Miss Barton's footfalls were not immediately apparent behind me, as she was rather light on her feet and anyway, I was not exactly paying attention. I heard her coming only a fraction of a second before she had knelt down beside me and laid her delicate hand upon my back.

She was an awful lot of crinoline and heavy, fancy fabrics, and so her dress spilled over my foot and came to a drift that reached nearly to my thigh. I looked up and was instantly arrested by the look on her face. Her eyes were a warm brown, nothing at all like the ethereal black of the lady from the cellars, but all the more comfortable to look at for it. A concerned look melted into a smile as our eyes met, and I found myself helpless but to smile back.

"Pardon me, Miss Barton," I said, though my voice sounded tremulous and tiny in the corridor.

"No need to ask pardon," she replied. "The opera is frightfully dull, I can't say as I blame you for leaving so quickly."

And just like that, she had alleviated the tension. She didn't expect me to explain myself, and I was so relieved I nearly fainted.

"Shall we walk?" she asked as she rose, and she took my arm as though I were some aristocratic dandy like Montagu. I smiled, and nodded, and we began to head down the corridor away from the private box. "I never used to come to any of these things," she said, once we had put some distance between us and the box. "Uncle Isaac does not typically frequent the opera either, but more and more it seems that our acquaintances seem to be the types to flock here in droves. It makes me actually miss the boredom of days at home, punctuated only by the rowdiness of the coffee-houses." She paused, and I glanced up to see a faraway glint in her eye. Just as quickly as it had come, she banished it.

"But I can hardly imagine that your father approves of the opera either," she continued. She had a way of taking slow but long steps, and it made her hips sway with a swish of fabric from her crinoline. It was clear that she was quite conscious of this movement, though perhaps not of how seductive it was, and for whatever reason, I found that dichotomy bewitching. I almost forgot to answer her.
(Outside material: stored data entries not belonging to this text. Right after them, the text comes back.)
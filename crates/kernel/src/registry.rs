use anyhow::Context;
use std::sync::Arc;

use crate::module::{InitCtx, Migration, Module};

/// Module registry for managing module lifecycle
pub struct ModuleRegistry {
    modules: Vec<Arc<dyn Module>>,
}

impl ModuleRegistry {
    /// Create a new module registry
    pub fn new() -> Self {
        Self {
            modules: Vec::new(),
        }
    }

    /// Register a module with the registry
    pub fn register(&mut self, module: Arc<dyn Module>) {
        self.modules.push(module);
    }

    /// Get all registered modules in registration order
    pub fn modules(&self) -> impl Iterator<Item = &Arc<dyn Module>> {
        self.modules.iter()
    }

    /// Get a module by name
    pub fn get_module(&self, name: &str) -> Option<&Arc<dyn Module>> {
        self.modules.iter().find(|module| module.name() == name)
    }

    /// Get the number of registered modules
    pub fn module_count(&self) -> usize {
        self.modules.len()
    }

    /// Initialize modules in registration order
    pub async fn init_modules(&self, ctx: &InitCtx<'_>) -> anyhow::Result<()> {
        tracing::info!("initializing {} modules", self.modules.len());

        for module in &self.modules {
            tracing::info!(module = module.name(), "initializing module");

            module
                .init(ctx)
                .await
                .with_context(|| format!("failed to initialize module '{}'", module.name()))?;
        }

        Ok(())
    }

    /// Apply every collected migration against the MySQL pool.
    ///
    /// A failing migration is logged and stops the remaining migrations of
    /// the same module; it never aborts startup. Returns the number of
    /// migrations that failed.
    pub async fn run_migrations(&self, ctx: &InitCtx<'_>) -> usize {
        let mut failed = 0;
        let mut halted: Option<String> = None;

        for (module, migration) in self.collect_migrations() {
            if halted.as_deref() == Some(module.as_str()) {
                continue;
            }

            if let Err(err) =
                bookstore_db::migrate::apply(&ctx.db.mysql, &module, migration.id, migration.up)
                    .await
            {
                tracing::error!(
                    module = %module,
                    migration = migration.id,
                    error = ?err,
                    "migration failed; skipping remaining migrations for module"
                );
                failed += 1;
                halted = Some(module);
            }
        }

        failed
    }

    /// Start modules in registration order
    pub async fn start_modules(&self, ctx: &InitCtx<'_>) -> anyhow::Result<()> {
        tracing::info!("starting {} modules", self.modules.len());

        for module in &self.modules {
            tracing::info!(module = module.name(), "starting module");

            module
                .start(ctx)
                .await
                .with_context(|| format!("failed to start module '{}'", module.name()))?;
        }

        Ok(())
    }

    /// Stop modules in reverse registration order
    pub async fn stop_modules(&self) -> anyhow::Result<()> {
        tracing::info!("stopping {} modules", self.modules.len());

        for module in self.modules.iter().rev() {
            tracing::info!(module = module.name(), "stopping module");

            module
                .stop()
                .await
                .with_context(|| format!("failed to stop module '{}'", module.name()))?;
        }

        Ok(())
    }

    /// Collect all migrations from all modules
    pub fn collect_migrations(&self) -> Vec<(String, Migration)> {
        let mut migrations = Vec::new();

        for module in &self.modules {
            for migration in module.migrations() {
                migrations.push((module.name().to_string(), migration));
            }
        }

        // Sort by module name and migration ID for deterministic ordering
        migrations.sort_by(|a, b| a.0.cmp(&b.0).then_with(|| a.1.id.cmp(b.1.id)));

        migrations
    }
}

impl Default for ModuleRegistry {
    fn default() -> Self {
        Self::new()
    }
}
"Oh, he disapproves of it entirely," I replied. "What with all the dancing and singing and men dressing up in women's clothing."
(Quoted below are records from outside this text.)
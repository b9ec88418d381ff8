pub mod books;

use bookstore_db::Databases;
use bookstore_kernel::ModuleRegistry;

/// Register all service modules with the registry
pub fn register_all(registry: &mut ModuleRegistry, db: &Databases) {
    registry.register(books::create_module(db));
}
Miss Barton burst into giggles, which made me laugh in turn. "How serious!" she managed to get out between giggles. "You Calvinists take exception to the oddest things. Their transvestitism is all in good fun. I doubt they mean to offend the Lord's sensibilities."
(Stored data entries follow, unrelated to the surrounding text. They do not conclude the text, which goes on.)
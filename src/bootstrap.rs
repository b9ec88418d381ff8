//! Process lifecycle: open handles, initialize modules, serve, tear down.

use anyhow::Context;
use bookstore_db::Databases;
use bookstore_kernel::{settings::Settings, InitCtx, ModuleRegistry};

use crate::modules;

/// Run the HTTP service until a shutdown signal arrives.
///
/// An unreachable store or a failed table creation is logged and does not
/// stop the process; only that store's routes are affected.
pub async fn run(settings: &Settings) -> anyhow::Result<()> {
    let db = Databases::connect(settings.database.connect_options())
        .await
        .context("failed to construct database handles")?;
    db.probe().await;

    let mut registry = ModuleRegistry::new();
    modules::register_all(&mut registry, &db);

    let ctx = InitCtx {
        settings,
        db: &db,
    };

    registry.init_modules(&ctx).await?;

    let failed = registry.run_migrations(&ctx).await;
    if failed > 0 {
        tracing::warn!(failed, "continuing without all migrations applied");
    }

    registry.start_modules(&ctx).await?;

    let served = bookstore_http::start_server(&registry, settings).await;

    if let Err(err) = registry.stop_modules().await {
        tracing::error!(error = ?err, "module shutdown failed");
    }
    db.close().await;

    served
}

/// Apply every module migration once and exit.
pub async fn migrate(settings: &Settings) -> anyhow::Result<()> {
    let db = Databases::connect(settings.database.connect_options())
        .await
        .context("failed to construct database handles")?;

    let mut registry = ModuleRegistry::new();
    modules::register_all(&mut registry, &db);

    let ctx = InitCtx {
        settings,
        db: &db,
    };
    let failed = registry.run_migrations(&ctx).await;
    db.close().await;

    if failed > 0 {
        anyhow::bail!("{failed} migration(s) failed");
    }

    tracing::info!("all migrations applied");
    Ok(())
}
//! HTTP server facade with Axum, error handling, and OpenAPI support.

use anyhow::Context;
use axum::{routing::get, Router};

use bookstore_kernel::{settings::Settings, ModuleRegistry};

pub mod error;
pub mod extract;
pub mod router;

use router::RouterBuilder;

/// Serve the registry's routes until Ctrl-C or SIGTERM is received
pub async fn start_server(registry: &ModuleRegistry, settings: &Settings) -> anyhow::Result<()> {
    let address = settings.bind_address();
    tracing::info!("starting HTTP server on {}", address);

    let app = build_router(registry, settings);

    let listener = tokio::net::TcpListener::bind(&address)
        .await
        .with_context(|| format!("failed to bind to address {address}"))?;

    tracing::info!("server is up and running on http://{}", address);

    axum::serve(listener, app)
        .with_graceful_shutdown(shutdown_signal())
        .await
        .context("HTTP server failed")?;

    tracing::info!("HTTP server stopped");
    Ok(())
}

/// Build the main HTTP router with all module routes mounted
pub fn build_router(registry: &ModuleRegistry, settings: &Settings) -> Router {
    let mut router_builder = RouterBuilder::new().route("/healthz", get(health_check));

    for module in registry.modules() {
        let module_name = module.name();
        tracing::info!(
            module = module_name,
            "mounting module routes under /api/{}",
            module_name
        );
        router_builder = router_builder.mount_module(module_name, module.routes());
    }

    router_builder
        .with_openapi(registry)
        .with_tracing()
        .with_cors()
        .with_request_id()
        .with_timeout(settings.server.request_timeout_ms)
        .build()
}

/// Health check endpoint
async fn health_check() -> &'static str {
    "ok"
}

async fn shutdown_signal() {
    let ctrl_c = async {
        if let Err(err) = tokio::signal::ctrl_c().await {
            tracing::error!(error = %err, "failed to install Ctrl-C handler");
            std::future::pending::<()>().await;
        }
    };

    #[cfg(unix)]
    let terminate = async {
        match tokio::signal::unix::signal(tokio::signal::unix::SignalKind::terminate()) {
            Ok(mut signal) => {
                signal.recv().await;
            }
            Err(err) => {
                tracing::error!(error = %err, "failed to install SIGTERM handler");
                std::future::pending::<()>().await;
            }
        }
    };

    #[cfg(not(unix))]
    let terminate = std::future::pending::<()>();

    tokio::select! {
        _ = ctrl_c => {},
        _ = terminate => {},
    }

    tracing::info!("shutdown signal received");
}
This statement seemed blasphemous on at least four different ways, which struck me as both strange and brilliant. "Well I don't know if they mean to offend the Lord," I replied, "but they certainly excel at offending my father!"

Miss Barton laughed again, and so did I, and I am certain that if there had been anyone save us in the corridor they would have thought us utterly mad. To laugh so unguardedly in a public place with a pretty girl on my arm seemed to me then to be just about the most wonderful thing that had ever happened to me, and I made up my mind to do it as often as possible.

"Uncle Isaac had told me that you are a solemn child. I daresay I'm seeing another side of you entirely."

I grinned crookedly, and blushed a little. "It's my reckoning that I haven't laughed this much in a long while. Maybe my entire life!"

"Well then," she replied, "I guess that I'll refrain from insulting his judgment of character. And you ought to smile more. I can't imagine what it is that has you seeming so serious."

I decided not to mention that I had no idea what made her so jocular, and only smiled back.